TASK DESCRIPTION ->
Copy out the data line by line exactly, from its start to the line bearing "use sqlx::SqlitePool;", inclusive.

——————————

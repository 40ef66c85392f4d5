mod helpers;

use chrono::{Duration, Months, Utc};
use dojo_backend::models::{PaymentMethod, PaymentType};
use dojo_backend::repositories::NewMember;
use dojo_backend::services::attendance_service::AttendanceRequest;
use dojo_backend::services::promotion_service::PromotionRequest;
use helpers::*;
use sqlx::SqlitePool;

/// End-to-end flow: enrollment, attendance, payment with ledger postings,
/// promotion, cancellation and refund.
#[sqlx::test]
async fn test_complete_member_lifecycle(pool: SqlitePool) {
    let app = TestApp::from_pool(pool).await;
    let today = Utc::now().date_naive();

    // Step 1: Enroll a member
    let member = app
        .state
        .member_service
        .enroll(NewMember {
            member_name: "Ana Souza".to_string(),
            email: Some("ana@example.com".to_string()),
            phone: Some("555-0100".to_string()),
            date_of_birth: None,
            join_date: today,
            membership_type: "monthly".to_string(),
            monthly_fee: 100.0,
            current_belt: "white".to_string(),
        })
        .await
        .expect("Enrollment should succeed");

    assert_eq!(member.current_belt, "white");
    assert_eq!(
        member.next_payment_due,
        today.checked_add_months(Months::new(1))
    );

    // Duplicate email is rejected
    let duplicate = app
        .state
        .member_service
        .enroll(NewMember {
            member_name: "Someone Else".to_string(),
            email: Some("ana@example.com".to_string()),
            phone: None,
            date_of_birth: None,
            join_date: today,
            membership_type: "monthly".to_string(),
            monthly_fee: 100.0,
            current_belt: "white".to_string(),
        })
        .await;
    assert!(duplicate.is_err());

    // Step 2: Schedule a class and mark attendance
    let class = create_test_class_with(&app, "Monday Fundamentals", today, 20, 25.0, 10.0).await;

    let results = app
        .state
        .attendance_service
        .bulk_mark(
            class.id,
            vec![AttendanceRequest {
                member_id: member.id,
                status: Some("present".to_string()),
                member_type: Some("member".to_string()),
                notes: None,
            }],
        )
        .await;

    assert_eq!(results.len(), 1);
    assert_eq!(results[0].status, "success");

    // Derived class stats and the member's last-attendance date update
    let class = app
        .state
        .class_repo
        .find_by_id(class.id)
        .await
        .unwrap()
        .unwrap();
    assert_eq!(class.attendance_count, 1);
    assert_money_eq(class.total_revenue, 10.0);

    let member_row = app
        .state
        .member_repo
        .find_by_id(member.id)
        .await
        .unwrap()
        .unwrap();
    assert_eq!(member_row.last_attendance_date, Some(today));

    // Re-marking the same pair updates rather than duplicates
    app.state
        .attendance_service
        .mark(
            class.id,
            AttendanceRequest {
                member_id: member.id,
                status: Some("late".to_string()),
                member_type: Some("member".to_string()),
                notes: Some("arrived mid warm-up".to_string()),
            },
        )
        .await
        .expect("Re-marking should succeed");

    let summary = app
        .state
        .attendance_service
        .class_summary(class.id)
        .await
        .unwrap();
    assert_eq!(summary.summary["total_registered"], 1);

    // Step 3: Record a membership payment
    let payment = app
        .state
        .payment_service
        .create_payment(
            member.id,
            PaymentType::MonthlyMembership,
            100.0,
            5.0,
            PaymentMethod::CreditCard,
            Some(today),
            None,
            None,
        )
        .await
        .expect("Payment should succeed");

    assert_money_eq(payment.amount, 100.0);
    assert_money_eq(payment.net_amount, 95.0);
    assert_eq!(payment.receipt_number.as_deref(), Some("RCP-000001"));

    // Billing rolled forward and financials refreshed
    let member_row = app
        .state
        .member_repo
        .find_by_id(member.id)
        .await
        .unwrap()
        .unwrap();
    assert_eq!(member_row.last_payment_date, Some(today));
    assert_eq!(
        member_row.next_payment_due,
        today.checked_add_months(Months::new(1))
    );
    assert_eq!(member_row.payment_status, "paid");
    assert_money_eq(member_row.total_paid, 100.0);
    assert_money_eq(member_row.outstanding_amount, 0.0);

    // Balanced ledger entry was posted and linked
    let payment_row = app
        .state
        .payment_repo
        .find_by_id(payment.id)
        .await
        .unwrap()
        .unwrap();
    let entry_id = payment_row
        .journal_entry_id
        .expect("Journal entry should be linked");
    let lines = app.state.ledger_repo.find_lines(entry_id).await.unwrap();
    assert_eq!(lines.len(), 3);
    let debits: f64 = lines.iter().map(|l| l.debit).sum();
    let credits: f64 = lines.iter().map(|l| l.credit).sum();
    assert_money_eq(debits, credits);
    assert!(lines
        .iter()
        .any(|l| l.account == "Credit Card Clearing" && l.debit > 0.0));
    assert!(lines
        .iter()
        .any(|l| l.account == "Membership Income" && l.credit > 0.0));

    // Step 4: Belt promotion
    let skip = app
        .state
        .promotion_service
        .promote(PromotionRequest {
            member_id: member.id,
            to_belt: "purple".to_string(),
            promotion_date: Some(today),
            instructor: "Professor Silva".to_string(),
            notes: None,
        })
        .await;
    assert!(skip.is_err(), "Skipping blue must be rejected");

    let promotion = app
        .state
        .promotion_service
        .promote(PromotionRequest {
            member_id: member.id,
            to_belt: "blue".to_string(),
            promotion_date: Some(today),
            instructor: "Professor Silva".to_string(),
            notes: Some("Strong guard retention".to_string()),
        })
        .await
        .expect("White to blue should succeed");

    let member_row = app
        .state
        .member_repo
        .find_by_id(member.id)
        .await
        .unwrap()
        .unwrap();
    assert_eq!(member_row.current_belt, "blue");
    assert_eq!(member_row.belt_promotion_date, Some(today));

    let certified = app
        .state
        .promotion_service
        .issue_certificate(promotion.id)
        .await
        .expect("Certificate issuance should succeed");
    assert!(certified.certificate_issued);

    // Eligibility right after promotion: nothing met yet
    let report = app
        .state
        .promotion_service
        .eligibility(member.id)
        .await
        .unwrap();
    assert!(!report.eligible);
    assert_eq!(report.current_belt, "blue");
    assert!(!report.reasons.is_empty());

    // Step 5: Cancel the promotion; belt state falls back
    app.state
        .promotion_service
        .cancel(promotion.id)
        .await
        .expect("Cancellation should succeed");

    let member_row = app
        .state
        .member_repo
        .find_by_id(member.id)
        .await
        .unwrap()
        .unwrap();
    assert_eq!(member_row.current_belt, "white");
    assert_eq!(member_row.belt_promotion_date, None);

    // No certificates for cancelled promotions
    let blocked = app
        .state
        .promotion_service
        .issue_certificate(promotion.id)
        .await;
    assert!(blocked.is_err());

    // Step 6: Refunds
    let over = app
        .state
        .payment_service
        .refund(payment.id, 150.0, "too much")
        .await;
    assert!(over.is_err(), "Refund above the original must be rejected");

    let partial = app
        .state
        .payment_service
        .refund(payment.id, 30.0, "billing correction")
        .await
        .expect("Partial refund should succeed");
    assert_money_eq(partial.amount, -30.0);

    let original = app
        .state
        .payment_repo
        .find_by_id(payment.id)
        .await
        .unwrap()
        .unwrap();
    assert_eq!(original.status, "completed");

    // Refunding more than the remainder is rejected
    let too_much = app
        .state
        .payment_service
        .refund(payment.id, 80.0, "over the remainder")
        .await;
    assert!(too_much.is_err());

    let rest = app
        .state
        .payment_service
        .refund(payment.id, 70.0, "membership cancelled")
        .await
        .expect("Remaining refund should succeed");
    assert_money_eq(rest.amount, -70.0);

    let original = app
        .state
        .payment_repo
        .find_by_id(payment.id)
        .await
        .unwrap()
        .unwrap();
    assert_eq!(original.status, "refunded");

    let member_row = app
        .state
        .member_repo
        .find_by_id(member.id)
        .await
        .unwrap()
        .unwrap();
    assert_money_eq(member_row.total_paid, 0.0);

    // Step 7: Dashboard reflects the activity
    let stats = app.state.dashboard_service.stats().await.unwrap();
    assert_eq!(stats.total_members, 1);
    assert_eq!(stats.active_members, 1);
    assert_eq!(stats.classes_today, 1);
    assert_eq!(stats.attendance_today, 0); // re-marked as late
    assert_eq!(stats.promotions_this_month, 0); // cancelled

    let activity = app.state.dashboard_service.recent_activity().await.unwrap();
    assert!(activity.iter().any(|a| a.activity_type == "payment"));
}

/// Bulk operations collect per-item outcomes instead of aborting
#[sqlx::test]
async fn test_bulk_operations_collect_errors(pool: SqlitePool) {
    let app = TestApp::from_pool(pool).await;
    let today = Utc::now().date_naive();

    let ana = create_test_member(&app, "Ana Souza", "ana2@example.com").await;
    let bia = create_test_member_with(
        &app,
        "Bia Lima",
        "bia@example.com",
        today - Duration::days(400),
        "blue",
        100.0,
    )
    .await;

    let results = app
        .state
        .promotion_service
        .bulk_promote(vec![
            PromotionRequest {
                member_id: ana.id,
                to_belt: "blue".to_string(),
                promotion_date: None,
                instructor: "Professor Silva".to_string(),
                notes: None,
            },
            // Invalid: blue cannot skip to brown
            PromotionRequest {
                member_id: bia.id,
                to_belt: "brown".to_string(),
                promotion_date: None,
                instructor: "Professor Silva".to_string(),
                notes: None,
            },
        ])
        .await;

    assert_eq!(results.len(), 2);
    assert_eq!(results[0].status, "success");
    assert!(results[0].promotion_id.is_some());
    assert_eq!(results[1].status, "error");
    assert!(results[1].error.as_deref().unwrap_or("").contains("skip"));

    // The failed item left no record behind
    let history = app
        .state
        .promotion_service
        .history(Some(bia.id), 10)
        .await
        .unwrap();
    assert!(history.is_empty());
}

/// Capacity is enforced when attendance stats refresh
#[sqlx::test]
async fn test_capacity_enforced_on_marking(pool: SqlitePool) {
    let app = TestApp::from_pool(pool).await;
    let today = Utc::now().date_naive();

    let class = create_test_class_with(&app, "Tiny Mat", today, 1, 0.0, 0.0).await;
    let ana = create_test_member(&app, "Ana Souza", "ana3@example.com").await;
    let bia = create_test_member(&app, "Bia Lima", "bia3@example.com").await;

    app.state
        .attendance_service
        .mark(
            class.id,
            AttendanceRequest {
                member_id: ana.id,
                status: Some("present".to_string()),
                member_type: None,
                notes: None,
            },
        )
        .await
        .expect("First attendee fits");

    let overflow = app
        .state
        .attendance_service
        .mark(
            class.id,
            AttendanceRequest {
                member_id: bia.id,
                status: Some("present".to_string()),
                member_type: None,
                notes: None,
            },
        )
        .await;

    let err = overflow.expect_err("Second attendee exceeds capacity");
    assert!(err.to_string().contains("capacity"));
}

/// Collecting a per-class fee records exactly one class-fee payment
#[sqlx::test]
async fn test_fee_collection_creates_payment(pool: SqlitePool) {
    let app = TestApp::from_pool(pool).await;
    let today = Utc::now().date_naive();

    let class = create_test_class_with(&app, "Open Mat", today, 30, 25.0, 0.0).await;
    let guest = create_test_member(&app, "Visiting Guest", "guest@example.com").await;

    let attendance = app
        .state
        .attendance_service
        .mark(
            class.id,
            AttendanceRequest {
                member_id: guest.id,
                status: Some("present".to_string()),
                member_type: Some("drop_in".to_string()),
                notes: None,
            },
        )
        .await
        .unwrap();

    assert!(attendance.payment_required);
    assert_money_eq(attendance.payment_amount, 25.0);
    assert_eq!(attendance.payment_status, "pending");

    let collected = app
        .state
        .attendance_service
        .mark_fee_received(attendance.id, None)
        .await
        .unwrap();
    assert_eq!(collected.payment_status, "paid");

    let payment = app
        .state
        .payment_service
        .payment_for_attendance(attendance.id)
        .await
        .unwrap()
        .expect("A class-fee payment should exist");
    assert_eq!(payment.payment_type, "class_fee");
    assert_money_eq(payment.amount, 25.0);

    // Collecting twice does not double-bill
    app.state
        .attendance_service
        .mark_fee_received(attendance.id, None)
        .await
        .unwrap();

    let history = app
        .state
        .payment_service
        .member_history(guest.id, 10)
        .await
        .unwrap();
    let class_fees = history
        .iter()
        .filter(|p| p.payment_type == "class_fee")
        .count();
    assert_eq!(class_fees, 1);
}
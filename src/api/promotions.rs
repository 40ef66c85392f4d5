//! Belt promotion endpoints

use crate::error::AppResult;
use crate::models::Promotion;
use crate::repositories::PromotionHistoryEntry;
use crate::services::promotion_service::{
    BeltStatistics, BulkPromotionResult, PromotionRequest,
};
use crate::AppState;
use axum::extract::{Path, Query, State};
use axum::routing::{get, post};
use axum::{Json, Router};
use serde::Deserialize;
use std::sync::Arc;
use uuid::Uuid;

/// History filter parameters
#[derive(Debug, Deserialize)]
pub struct HistoryParams {
    pub member_id: Option<Uuid>,
    pub limit: Option<i64>,
}

/// POST /api/promotions
pub async fn promote(
    State(state): State<Arc<AppState>>,
    Json(payload): Json<PromotionRequest>,
) -> AppResult<Json<Promotion>> {
    Ok(Json(state.promotion_service.promote(payload).await?))
}

/// POST /api/promotions/bulk
pub async fn bulk_promote(
    State(state): State<Arc<AppState>>,
    Json(payload): Json<Vec<PromotionRequest>>,
) -> AppResult<Json<Vec<BulkPromotionResult>>> {
    Ok(Json(state.promotion_service.bulk_promote(payload).await))
}

/// POST /api/promotions/:id/cancel
pub async fn cancel(
    State(state): State<Arc<AppState>>,
    Path(id): Path<Uuid>,
) -> AppResult<Json<Promotion>> {
    Ok(Json(state.promotion_service.cancel(id).await?))
}

/// POST /api/promotions/:id/certificate
pub async fn issue_certificate(
    State(state): State<Arc<AppState>>,
    Path(id): Path<Uuid>,
) -> AppResult<Json<Promotion>> {
    Ok(Json(state.promotion_service.issue_certificate(id).await?))
}

/// GET /api/promotions/history?member_id=&limit=50
pub async fn history(
    State(state): State<Arc<AppState>>,
    Query(params): Query<HistoryParams>,
) -> AppResult<Json<Vec<PromotionHistoryEntry>>> {
    let limit = params.limit.unwrap_or(50);
    Ok(Json(
        state.promotion_service.history(params.member_id, limit).await?,
    ))
}

/// GET /api/promotions/statistics
pub async fn statistics(State(state): State<Arc<AppState>>) -> AppResult<Json<BeltStatistics>> {
    Ok(Json(state.promotion_service.statistics().await?))
}

/// Build promotion routes
pub fn routes() -> Router<Arc<AppState>> {
    Router::new()
        .route("/api/promotions", post(promote))
        .route("/api/promotions/bulk", post(bulk_promote))
        .route("/api/promotions/:id/cancel", post(cancel))
        .route("/api/promotions/:id/certificate", post(issue_certificate))
        .route("/api/promotions/history", get(history))
        .route("/api/promotions/statistics", get(statistics))
}
//! Payment and refund endpoints

use crate::error::{AppError, AppResult};
use crate::models::{Payment, PaymentMethod, PaymentType};
use crate::services::payment_service::PaymentSummary;
use crate::AppState;
use axum::extract::{Path, Query, State};
use axum::routing::{get, post};
use axum::{Json, Router};
use chrono::NaiveDate;
use serde::Deserialize;
use std::sync::Arc;
use uuid::Uuid;

/// Request payload for recording a payment
#[derive(Debug, Deserialize)]
pub struct CreatePaymentRequest {
    pub member_id: Uuid,
    pub payment_type: String,
    pub amount: f64,
    #[serde(default)]
    pub processing_fee: Option<f64>,
    #[serde(default)]
    pub payment_method: Option<String>,
    #[serde(default)]
    pub payment_date: Option<NaiveDate>,
    #[serde(default)]
    pub description: Option<String>,
}

/// Request payload for refunding a payment
#[derive(Debug, Deserialize)]
pub struct RefundRequest {
    pub amount: f64,
    pub reason: String,
}

/// Date window selector for the summary report
#[derive(Debug, Deserialize)]
pub struct SummaryParams {
    pub start_date: Option<NaiveDate>,
    pub end_date: Option<NaiveDate>,
}

/// POST /api/payments
pub async fn create_payment(
    State(state): State<Arc<AppState>>,
    Json(payload): Json<CreatePaymentRequest>,
) -> AppResult<Json<Payment>> {
    let payment_type =
        PaymentType::from_str(&payload.payment_type).map_err(AppError::Validation)?;
    let payment_method = match payload.payment_method.as_deref() {
        Some(m) => PaymentMethod::from_str(m).map_err(AppError::Validation)?,
        None => PaymentMethod::Cash,
    };

    let payment = state
        .payment_service
        .create_payment(
            payload.member_id,
            payment_type,
            payload.amount,
            payload.processing_fee.unwrap_or(0.0),
            payment_method,
            payload.payment_date,
            payload.description,
            None,
        )
        .await?;

    Ok(Json(payment))
}

/// POST /api/payments/:id/refund
pub async fn refund(
    State(state): State<Arc<AppState>>,
    Path(id): Path<Uuid>,
    Json(payload): Json<RefundRequest>,
) -> AppResult<Json<Payment>> {
    Ok(Json(
        state
            .payment_service
            .refund(id, payload.amount, &payload.reason)
            .await?,
    ))
}

/// GET /api/payments/summary?start_date=&end_date=
pub async fn summary(
    State(state): State<Arc<AppState>>,
    Query(params): Query<SummaryParams>,
) -> AppResult<Json<PaymentSummary>> {
    Ok(Json(
        state
            .payment_service
            .summary(params.start_date, params.end_date)
            .await?,
    ))
}

/// Build payment routes
pub fn routes() -> Router<Arc<AppState>> {
    Router::new()
        .route("/api/payments", post(create_payment))
        .route("/api/payments/:id/refund", post(refund))
        .route("/api/payments/summary", get(summary))
}
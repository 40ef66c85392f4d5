use chrono::{NaiveDate, NaiveDateTime};
use serde::{Deserialize, Serialize};
use sqlx::FromRow;
use uuid::Uuid;

/// Ledger account kinds
#[derive(Debug, Clone, Copy, PartialEq, Eq, Serialize, Deserialize)]
#[serde(rename_all = "lowercase")]
pub enum AccountType {
    Cash,
    Bank,
    Clearing,
    Income,
    Expense,
}

impl AccountType {
    /// Convert from database string
    pub fn from_str(s: &str) -> Result<Self, String> {
        match s.to_lowercase().as_str() {
            "cash" => Ok(AccountType::Cash),
            "bank" => Ok(AccountType::Bank),
            "clearing" => Ok(AccountType::Clearing),
            "income" => Ok(AccountType::Income),
            "expense" => Ok(AccountType::Expense),
            _ => Err(format!("Invalid account type: {}", s)),
        }
    }

    /// Convert to database string
    pub fn as_str(&self) -> &'static str {
        match self {
            AccountType::Cash => "cash",
            AccountType::Bank => "bank",
            AccountType::Clearing => "clearing",
            AccountType::Income => "income",
            AccountType::Expense => "expense",
        }
    }
}

/// A ledger account in the chart of accounts
#[derive(Debug, Clone, Serialize, Deserialize, FromRow)]
pub struct Account {
    pub name: String,
    pub account_type: String, // Stored as TEXT, use AccountType enum for type safety
}

/// A posted journal entry (header)
#[derive(Debug, Clone, Serialize, Deserialize, FromRow)]
pub struct JournalEntry {
    pub id: Uuid,
    pub posting_date: NaiveDate,
    pub remark: Option<String>,
    pub created_at: NaiveDateTime,
}

/// One debit or credit leg of a journal entry
#[derive(Debug, Clone, Serialize, Deserialize, FromRow)]
pub struct JournalEntryLine {
    pub id: Uuid,
    pub journal_entry_id: Uuid,
    pub account: String,
    pub debit: f64,
    pub credit: f64,
}

/// An unposted leg, used when building an entry
#[derive(Debug, Clone, Serialize)]
pub struct LedgerLeg {
    pub account: String,
    pub debit: f64,
    pub credit: f64,
}

impl LedgerLeg {
    pub fn debit(account: &str, amount: f64) -> Self {
        Self {
            account: account.to_string(),
            debit: amount,
            credit: 0.0,
        }
    }

    pub fn credit(account: &str, amount: f64) -> Self {
        Self {
            account: account.to_string(),
            debit: 0.0,
            credit: amount,
        }
    }
}

/// Check that a set of legs balances: total debits equal total credits
/// (to the cent).
pub fn legs_balance(legs: &[LedgerLeg]) -> bool {
    let debits: f64 = legs.iter().map(|l| l.debit).sum();
    let credits: f64 = legs.iter().map(|l| l.credit).sum();
    (debits - credits).abs() < 0.005
}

——————————

PROBLEM SOLUTION ->
repository 40ef66c85392f4d5
mod helpers;

use chrono::{Duration, Months, Utc};
use dojo_backend::models::{PaymentMethod, PaymentType};
use dojo_backend::repositories::NewMember;
use dojo_backend::services::attendance_service::AttendanceRequest;
use dojo_backend::services::promotion_service::PromotionRequest;
use helpers::*;
use sqlx::SqlitePool;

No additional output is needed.